- TASK OBJECTIVE: The expected response is a copy of every line in the entries below that includes the word "UnixMillis".

- DATA PROVIDED:
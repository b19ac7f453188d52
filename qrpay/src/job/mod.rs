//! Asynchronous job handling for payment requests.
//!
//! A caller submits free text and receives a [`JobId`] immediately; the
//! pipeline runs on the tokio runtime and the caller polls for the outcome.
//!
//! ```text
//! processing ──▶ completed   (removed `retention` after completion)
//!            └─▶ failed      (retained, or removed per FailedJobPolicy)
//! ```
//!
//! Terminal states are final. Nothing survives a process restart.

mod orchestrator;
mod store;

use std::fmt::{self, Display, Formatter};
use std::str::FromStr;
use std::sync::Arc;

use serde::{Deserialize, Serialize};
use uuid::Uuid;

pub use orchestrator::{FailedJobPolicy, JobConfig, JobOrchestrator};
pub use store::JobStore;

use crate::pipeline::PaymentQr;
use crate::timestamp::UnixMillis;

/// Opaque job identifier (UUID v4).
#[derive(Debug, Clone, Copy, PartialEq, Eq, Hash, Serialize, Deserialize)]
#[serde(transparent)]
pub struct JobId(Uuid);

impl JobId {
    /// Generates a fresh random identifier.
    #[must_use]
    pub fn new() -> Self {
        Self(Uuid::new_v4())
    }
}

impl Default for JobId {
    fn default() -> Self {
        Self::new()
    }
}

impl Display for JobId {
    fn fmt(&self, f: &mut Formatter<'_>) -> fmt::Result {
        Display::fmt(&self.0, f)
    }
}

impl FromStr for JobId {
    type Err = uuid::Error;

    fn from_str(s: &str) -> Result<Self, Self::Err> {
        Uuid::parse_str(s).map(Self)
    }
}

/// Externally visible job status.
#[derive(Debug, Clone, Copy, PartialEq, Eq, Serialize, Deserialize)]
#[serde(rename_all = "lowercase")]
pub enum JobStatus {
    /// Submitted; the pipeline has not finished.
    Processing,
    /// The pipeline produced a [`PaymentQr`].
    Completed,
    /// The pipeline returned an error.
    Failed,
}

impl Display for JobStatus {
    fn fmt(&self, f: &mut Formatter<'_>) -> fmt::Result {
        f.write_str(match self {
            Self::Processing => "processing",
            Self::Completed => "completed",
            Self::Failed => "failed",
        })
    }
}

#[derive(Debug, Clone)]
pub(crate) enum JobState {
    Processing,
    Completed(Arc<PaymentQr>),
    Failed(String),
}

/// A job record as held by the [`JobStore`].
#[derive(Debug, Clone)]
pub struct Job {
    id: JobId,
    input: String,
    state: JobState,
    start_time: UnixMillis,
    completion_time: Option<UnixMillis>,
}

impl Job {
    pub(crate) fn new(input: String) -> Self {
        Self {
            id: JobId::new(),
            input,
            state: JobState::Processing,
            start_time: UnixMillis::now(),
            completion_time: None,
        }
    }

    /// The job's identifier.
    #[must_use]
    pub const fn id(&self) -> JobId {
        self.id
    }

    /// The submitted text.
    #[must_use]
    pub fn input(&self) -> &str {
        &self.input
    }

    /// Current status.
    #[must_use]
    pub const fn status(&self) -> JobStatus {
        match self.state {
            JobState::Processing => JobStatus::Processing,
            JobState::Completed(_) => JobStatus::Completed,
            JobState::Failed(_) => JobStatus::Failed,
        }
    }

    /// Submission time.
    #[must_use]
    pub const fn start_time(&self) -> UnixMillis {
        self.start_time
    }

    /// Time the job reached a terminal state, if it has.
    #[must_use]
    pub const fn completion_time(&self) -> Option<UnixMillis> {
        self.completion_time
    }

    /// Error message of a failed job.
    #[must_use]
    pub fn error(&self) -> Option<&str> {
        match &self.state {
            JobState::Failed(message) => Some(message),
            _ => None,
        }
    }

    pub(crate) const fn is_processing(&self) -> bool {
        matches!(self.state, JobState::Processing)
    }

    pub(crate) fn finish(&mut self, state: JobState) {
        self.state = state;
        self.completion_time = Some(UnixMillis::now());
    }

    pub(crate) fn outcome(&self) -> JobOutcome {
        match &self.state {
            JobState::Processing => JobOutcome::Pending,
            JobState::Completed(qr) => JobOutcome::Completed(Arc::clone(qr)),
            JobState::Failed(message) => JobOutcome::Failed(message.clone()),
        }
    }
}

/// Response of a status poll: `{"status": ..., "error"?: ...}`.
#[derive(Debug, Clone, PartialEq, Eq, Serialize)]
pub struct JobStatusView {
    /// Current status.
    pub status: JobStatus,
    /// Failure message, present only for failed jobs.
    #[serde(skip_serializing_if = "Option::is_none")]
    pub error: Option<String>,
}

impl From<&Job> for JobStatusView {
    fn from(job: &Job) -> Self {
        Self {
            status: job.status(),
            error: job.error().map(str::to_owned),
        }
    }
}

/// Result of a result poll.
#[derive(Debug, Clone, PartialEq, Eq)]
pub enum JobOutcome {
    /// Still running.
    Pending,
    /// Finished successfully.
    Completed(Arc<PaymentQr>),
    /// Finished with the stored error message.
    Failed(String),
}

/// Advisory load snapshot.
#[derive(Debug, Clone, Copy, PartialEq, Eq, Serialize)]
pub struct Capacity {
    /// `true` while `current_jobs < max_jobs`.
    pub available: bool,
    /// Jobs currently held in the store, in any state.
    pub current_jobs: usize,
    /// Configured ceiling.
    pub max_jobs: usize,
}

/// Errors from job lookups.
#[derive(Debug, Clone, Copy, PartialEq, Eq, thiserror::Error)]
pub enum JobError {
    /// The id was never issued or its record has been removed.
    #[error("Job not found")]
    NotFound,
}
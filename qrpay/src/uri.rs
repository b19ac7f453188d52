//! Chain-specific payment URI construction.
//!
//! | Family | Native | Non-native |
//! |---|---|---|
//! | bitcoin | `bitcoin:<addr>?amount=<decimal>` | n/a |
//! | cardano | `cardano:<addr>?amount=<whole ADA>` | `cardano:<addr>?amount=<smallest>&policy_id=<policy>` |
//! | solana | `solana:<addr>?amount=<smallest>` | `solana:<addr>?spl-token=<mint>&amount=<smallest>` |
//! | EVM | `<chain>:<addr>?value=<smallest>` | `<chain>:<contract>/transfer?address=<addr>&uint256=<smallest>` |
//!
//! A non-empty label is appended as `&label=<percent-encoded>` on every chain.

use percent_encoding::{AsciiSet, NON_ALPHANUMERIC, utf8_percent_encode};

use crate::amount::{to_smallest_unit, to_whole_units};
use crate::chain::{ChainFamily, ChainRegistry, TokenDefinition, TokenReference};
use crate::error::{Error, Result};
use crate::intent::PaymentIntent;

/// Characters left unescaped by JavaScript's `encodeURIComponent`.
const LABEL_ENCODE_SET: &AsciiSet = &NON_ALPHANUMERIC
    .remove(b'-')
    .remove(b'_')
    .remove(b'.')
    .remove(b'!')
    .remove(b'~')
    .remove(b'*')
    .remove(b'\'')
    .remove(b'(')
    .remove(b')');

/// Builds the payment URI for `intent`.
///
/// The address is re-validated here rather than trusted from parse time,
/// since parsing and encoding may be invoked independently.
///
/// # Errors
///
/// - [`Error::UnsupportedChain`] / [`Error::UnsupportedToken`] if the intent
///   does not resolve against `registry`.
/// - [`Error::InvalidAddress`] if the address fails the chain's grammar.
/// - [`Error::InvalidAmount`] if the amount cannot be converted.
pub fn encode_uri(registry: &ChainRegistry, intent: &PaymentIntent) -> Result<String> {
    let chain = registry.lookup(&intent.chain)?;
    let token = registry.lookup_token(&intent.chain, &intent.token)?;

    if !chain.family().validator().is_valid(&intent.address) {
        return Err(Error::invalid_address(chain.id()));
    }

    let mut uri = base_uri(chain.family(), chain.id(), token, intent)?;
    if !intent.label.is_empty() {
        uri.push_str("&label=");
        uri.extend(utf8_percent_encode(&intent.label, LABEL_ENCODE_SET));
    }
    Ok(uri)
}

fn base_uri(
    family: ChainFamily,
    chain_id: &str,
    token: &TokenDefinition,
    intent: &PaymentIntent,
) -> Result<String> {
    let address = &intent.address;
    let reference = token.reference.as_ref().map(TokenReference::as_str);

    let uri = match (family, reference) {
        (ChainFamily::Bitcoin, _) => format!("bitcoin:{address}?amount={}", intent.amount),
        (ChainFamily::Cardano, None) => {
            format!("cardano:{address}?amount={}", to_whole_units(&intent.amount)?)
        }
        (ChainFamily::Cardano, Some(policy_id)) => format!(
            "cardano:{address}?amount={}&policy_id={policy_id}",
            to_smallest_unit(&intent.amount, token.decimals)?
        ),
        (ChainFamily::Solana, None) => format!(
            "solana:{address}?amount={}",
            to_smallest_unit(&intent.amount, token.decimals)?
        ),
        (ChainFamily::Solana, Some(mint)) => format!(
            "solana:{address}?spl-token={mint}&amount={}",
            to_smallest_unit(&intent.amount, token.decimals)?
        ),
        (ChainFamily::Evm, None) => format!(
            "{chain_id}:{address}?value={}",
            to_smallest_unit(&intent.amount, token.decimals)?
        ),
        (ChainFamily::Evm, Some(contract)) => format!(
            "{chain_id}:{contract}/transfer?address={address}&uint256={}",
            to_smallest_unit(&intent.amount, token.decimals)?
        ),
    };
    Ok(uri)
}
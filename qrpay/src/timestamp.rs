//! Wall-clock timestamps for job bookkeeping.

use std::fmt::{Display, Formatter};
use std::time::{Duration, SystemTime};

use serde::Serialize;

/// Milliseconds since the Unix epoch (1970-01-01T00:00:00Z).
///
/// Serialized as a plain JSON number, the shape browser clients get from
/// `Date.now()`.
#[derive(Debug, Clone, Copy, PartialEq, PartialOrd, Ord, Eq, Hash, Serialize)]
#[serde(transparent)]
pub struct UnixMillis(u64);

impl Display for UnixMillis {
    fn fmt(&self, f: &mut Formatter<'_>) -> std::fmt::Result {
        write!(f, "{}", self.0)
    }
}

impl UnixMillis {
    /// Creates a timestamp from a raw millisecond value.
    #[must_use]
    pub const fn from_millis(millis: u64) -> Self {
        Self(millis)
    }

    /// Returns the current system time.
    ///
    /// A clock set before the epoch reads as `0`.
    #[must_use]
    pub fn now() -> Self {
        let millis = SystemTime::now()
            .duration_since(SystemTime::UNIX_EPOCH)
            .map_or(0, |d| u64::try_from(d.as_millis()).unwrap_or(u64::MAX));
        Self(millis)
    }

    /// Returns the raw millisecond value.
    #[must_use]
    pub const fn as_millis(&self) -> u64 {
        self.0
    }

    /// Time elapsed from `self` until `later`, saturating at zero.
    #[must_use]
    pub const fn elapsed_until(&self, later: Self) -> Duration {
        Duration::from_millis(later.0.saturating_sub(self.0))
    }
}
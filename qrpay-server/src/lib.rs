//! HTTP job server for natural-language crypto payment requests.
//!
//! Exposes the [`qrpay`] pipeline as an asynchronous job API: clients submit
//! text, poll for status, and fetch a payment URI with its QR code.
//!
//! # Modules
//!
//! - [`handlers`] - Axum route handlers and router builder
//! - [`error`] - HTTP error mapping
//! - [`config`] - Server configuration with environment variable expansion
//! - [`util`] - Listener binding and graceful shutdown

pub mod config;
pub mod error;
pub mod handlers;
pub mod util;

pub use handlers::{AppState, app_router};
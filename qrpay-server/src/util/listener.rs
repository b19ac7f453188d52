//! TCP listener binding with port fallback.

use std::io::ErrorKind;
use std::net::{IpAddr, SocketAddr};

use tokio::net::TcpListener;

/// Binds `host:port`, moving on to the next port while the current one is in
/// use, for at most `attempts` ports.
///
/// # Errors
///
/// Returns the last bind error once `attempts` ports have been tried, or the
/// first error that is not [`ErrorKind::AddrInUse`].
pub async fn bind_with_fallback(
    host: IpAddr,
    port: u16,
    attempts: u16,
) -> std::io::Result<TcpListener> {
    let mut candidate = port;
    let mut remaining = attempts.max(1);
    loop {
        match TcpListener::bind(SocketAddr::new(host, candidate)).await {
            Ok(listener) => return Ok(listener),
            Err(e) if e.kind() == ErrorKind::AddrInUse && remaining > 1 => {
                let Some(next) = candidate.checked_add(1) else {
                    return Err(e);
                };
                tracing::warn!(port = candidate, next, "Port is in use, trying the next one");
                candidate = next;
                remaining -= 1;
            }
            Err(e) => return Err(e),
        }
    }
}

- RESPONSE AREA:
use crate::timestamp::UnixMillis;
    start_time: UnixMillis,
    completion_time: Option<UnixMillis>,
            start_time: UnixMillis::now(),
    pub const fn start_time(&self) -> UnixMillis {
    pub const fn completion_time(&self) -> Option<UnixMillis> {
        self.completion_time = Some(UnixMillis::now());
pub struct UnixMillis(u64);
impl Display for UnixMillis {
impl UnixMillis {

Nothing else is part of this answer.